Up-skilling digs deeper into your current lane. A frontend engineer becomes proficient at animation and motion design. An ops manager goes deep on Six Sigma. A general ledger accountant masters driver-based forecasting. Up-skilling sharpens a single blade.

Side-skilling extends outward, picking up neighbouring competencies that let you diagnose and unblock the whole system. It turns the blade into a multi-tool.

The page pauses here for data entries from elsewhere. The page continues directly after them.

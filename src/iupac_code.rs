const DNA_BITMASK_A: u8 = 1;
const DNA_BITMASK_C: u8 = 2;
const DNA_BITMASK_G: u8 = 4;
const DNA_BITMASK_T: u8 = 8;
const DNA_BITMASK_N: u8 = DNA_BITMASK_A | DNA_BITMASK_C | DNA_BITMASK_G | DNA_BITMASK_T;

/// Letters indexed by bitmask; index 0 is not a base.
const LETTERS_BY_MASK: [u8; 16] = [
    b' ', b'A', b'C', b'M', b'G', b'R', b'S', b'V', b'T', b'W', b'Y', b'H', b'K', b'D', b'B', b'N',
];

/// One IUPAC nucleotide code as a set of bases, one bit per base.
#[derive(Debug, Copy, Clone, PartialEq, Eq, Hash)]
pub struct IupacCode(u8);

impl IupacCode {
    pub fn new(bitmask: u8) -> Self {
        Self(bitmask & DNA_BITMASK_N)
    }

    #[inline(always)]
    pub fn from_letter(letter: u8) -> Self {
        match letter.to_ascii_uppercase() {
            b'A' => Self(DNA_BITMASK_A),
            b'C' => Self(DNA_BITMASK_C),
            b'G' => Self(DNA_BITMASK_G),
            b'T' => Self(DNA_BITMASK_T),
            b'W' => Self(DNA_BITMASK_A | DNA_BITMASK_T),
            b'S' => Self(DNA_BITMASK_C | DNA_BITMASK_G),
            b'M' => Self(DNA_BITMASK_A | DNA_BITMASK_C),
            b'K' => Self(DNA_BITMASK_G | DNA_BITMASK_T),
            b'R' => Self(DNA_BITMASK_A | DNA_BITMASK_G),
            b'Y' => Self(DNA_BITMASK_C | DNA_BITMASK_T),
            b'B' => Self(DNA_BITMASK_C | DNA_BITMASK_G | DNA_BITMASK_T),
            b'D' => Self(DNA_BITMASK_A | DNA_BITMASK_G | DNA_BITMASK_T),
            b'H' => Self(DNA_BITMASK_A | DNA_BITMASK_C | DNA_BITMASK_T),
            b'V' => Self(DNA_BITMASK_A | DNA_BITMASK_C | DNA_BITMASK_G),
            b'N' => Self(DNA_BITMASK_N),
            _ => Self(0),
        }
    }

    #[inline(always)]
    pub fn is_empty(&self) -> bool {
        self.0 == 0
    }

    #[inline(always)]
    pub fn letter(&self) -> u8 {
        LETTERS_BY_MASK[self.0 as usize]
    }

    /// Swaps A with T and C with G, so ambiguity codes map onto their partners
    /// (R <-> Y, K <-> M, B <-> V, D <-> H; S, W and N are their own complement).
    #[inline(always)]
    pub fn complement(self) -> Self {
        let a = (self.0 & DNA_BITMASK_A) << 3;
        let t = (self.0 & DNA_BITMASK_T) >> 3;
        let c = (self.0 & DNA_BITMASK_C) << 1;
        let g = (self.0 & DNA_BITMASK_G) >> 1;
        Self(a | t | c | g)
    }

    #[inline(always)]
    pub fn is_valid_letter(letter: u8) -> bool {
        !Self::from_letter(letter).is_empty()
    }

    /// The plain bases this code stands for, in ACGT order.
    pub fn to_vec(&self) -> Vec<u8> {
        [
            (DNA_BITMASK_A, b'A'),
            (DNA_BITMASK_C, b'C'),
            (DNA_BITMASK_G, b'G'),
            (DNA_BITMASK_T, b'T'),
        ]
        .into_iter()
        .filter(|(mask, _)| self.0 & mask != 0)
        .map(|(_, base)| base)
        .collect()
    }

    /// Complement of a single letter, uppercased. Anything that is not an IUPAC
    /// code comes back unchanged.
    #[inline(always)]
    pub fn letter_complement(letter: u8) -> u8 {
        let code = Self::from_letter(letter);
        if code.is_empty() {
            letter
        } else {
            code.complement().letter()
        }
    }
}

pub fn reverse_complement_bytes(seq: &[u8]) -> Vec<u8> {
    seq.iter()
        .rev()
        .map(|c| IupacCode::letter_complement(*c))
        .collect()
}

pub fn reverse_complement(seq: &str) -> String {
    String::from_utf8_lossy(&reverse_complement_bytes(seq.as_bytes())).into_owned()
}
//! Restriction site search, digest simulation, ligation prediction and enzyme
//! pair ranking over DNA sequences.
//!
//! Everything runs against an explicit [`EnzymeCatalog`]; there is no global
//! state. [`CloningEngine`] bundles the catalog with an ID source and
//! parameters.

pub mod digest;
pub mod dna_sequence;
pub mod engine;
pub mod enzymes;
pub mod error;
pub mod gc_contents;
pub mod ids;
pub mod iupac_code;
pub mod ligation;
pub mod ligation_protocol;
pub mod pairing;
pub mod restriction_enzyme;
pub mod site_finder;

pub use digest::{DigestFragment, DigestReport, DigestStats, EndType, FragmentEnd, digest};
pub use dna_sequence::{Feature, FeatureType, SequenceRecord, Strand, Topology};
pub use engine::{CloningEngine, EngineParameters};
pub use enzymes::EnzymeCatalog;
pub use error::{CloningError, ErrorCode};
pub use ids::{IdGenerator, SequentialIds, UuidIds};
pub use ligation::{LigationProduct, ProductType, compatible, predict_products};
pub use ligation_protocol::{LigationParams, LigationProtocol};
pub use pairing::{EnzymePair, suggest_pairs};
pub use restriction_enzyme::{OverhangType, RestrictionEnzyme, RestrictionSite};
pub use site_finder::{SiteMap, find_sites, merge_sites};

Why it matters now more than ever

LLMs can cover the first draft of almost any specialised task. What’s left is judgment: knowing which outputs to trust, which follow-ups to run, when to switch perspective. Good judgment requires a view across functions, not just down one lane.

Why it’s easier than ever

The learning curve for a new domain has collapsed. You can pair with an LLM on SQL, ask it to critique a Figma mock, or have it explain logistics KPIs, then test what it shows you. Curiosity plus a few focused sessions often gets you to “good enough to unblock the team.”

Working practice

  1. Identify the nearest constraint outside your role.
  2. Learn the minimum skill to relieve that pressure.
  3. Repeat as constraints move.

Specialisation anchors your craft; side-skilling broadens your map of the system. Both are becoming table-stakes.